## TASK TO COMPLETE
Among the entries below, one stretch runs from the line that contains "#[derive(Debug, Clone, Copy, Default)]" through the line that contains "let ms = u64::try_from(by.as_millis()).unwrap_or(u64::MAX);". Repeat that stretch exactly, ends included, and only that.

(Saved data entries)
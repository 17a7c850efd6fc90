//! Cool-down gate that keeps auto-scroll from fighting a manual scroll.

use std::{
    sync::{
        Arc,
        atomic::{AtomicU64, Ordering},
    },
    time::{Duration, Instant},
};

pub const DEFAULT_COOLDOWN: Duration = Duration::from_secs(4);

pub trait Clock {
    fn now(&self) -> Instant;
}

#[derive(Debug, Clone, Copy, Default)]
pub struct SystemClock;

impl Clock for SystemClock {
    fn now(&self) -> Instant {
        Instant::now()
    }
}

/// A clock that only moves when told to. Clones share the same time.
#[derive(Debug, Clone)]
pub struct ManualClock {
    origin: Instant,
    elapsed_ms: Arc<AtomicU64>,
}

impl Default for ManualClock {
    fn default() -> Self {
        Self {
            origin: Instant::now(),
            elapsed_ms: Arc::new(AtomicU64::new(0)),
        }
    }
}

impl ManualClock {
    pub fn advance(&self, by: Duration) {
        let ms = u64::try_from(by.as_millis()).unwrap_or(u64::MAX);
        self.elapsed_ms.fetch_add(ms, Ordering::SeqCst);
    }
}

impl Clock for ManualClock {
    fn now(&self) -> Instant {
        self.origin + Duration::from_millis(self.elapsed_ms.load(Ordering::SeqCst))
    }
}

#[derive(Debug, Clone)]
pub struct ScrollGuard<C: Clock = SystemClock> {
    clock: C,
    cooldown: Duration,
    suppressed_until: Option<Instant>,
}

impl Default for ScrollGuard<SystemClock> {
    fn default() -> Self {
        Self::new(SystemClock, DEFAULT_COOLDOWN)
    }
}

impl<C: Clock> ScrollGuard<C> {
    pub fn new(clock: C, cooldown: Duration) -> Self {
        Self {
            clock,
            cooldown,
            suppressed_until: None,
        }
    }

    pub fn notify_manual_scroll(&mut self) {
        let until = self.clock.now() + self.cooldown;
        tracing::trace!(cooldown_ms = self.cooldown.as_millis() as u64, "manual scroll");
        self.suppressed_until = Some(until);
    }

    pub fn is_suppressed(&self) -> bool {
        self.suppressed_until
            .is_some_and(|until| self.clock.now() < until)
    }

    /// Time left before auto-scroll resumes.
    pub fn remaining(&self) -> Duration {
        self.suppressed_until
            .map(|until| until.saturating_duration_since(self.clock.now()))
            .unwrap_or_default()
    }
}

## ANSWER TO THIS EXERCISE
#[derive(Debug, Clone, Copy, Default)]
pub struct SystemClock;

impl Clock for SystemClock {
    fn now(&self) -> Instant {
        Instant::now()
    }
}

/// A clock that only moves when told to. Clones share the same time.
#[derive(Debug, Clone)]
pub struct ManualClock {
    origin: Instant,
    elapsed_ms: Arc<AtomicU64>,
}

impl Default for ManualClock {
    fn default() -> Self {
        Self {
            origin: Instant::now(),
            elapsed_ms: Arc::new(AtomicU64::new(0)),
        }
    }
}

impl ManualClock {
    pub fn advance(&self, by: Duration) {
        let ms = u64::try_from(by.as_millis()).unwrap_or(u64::MAX);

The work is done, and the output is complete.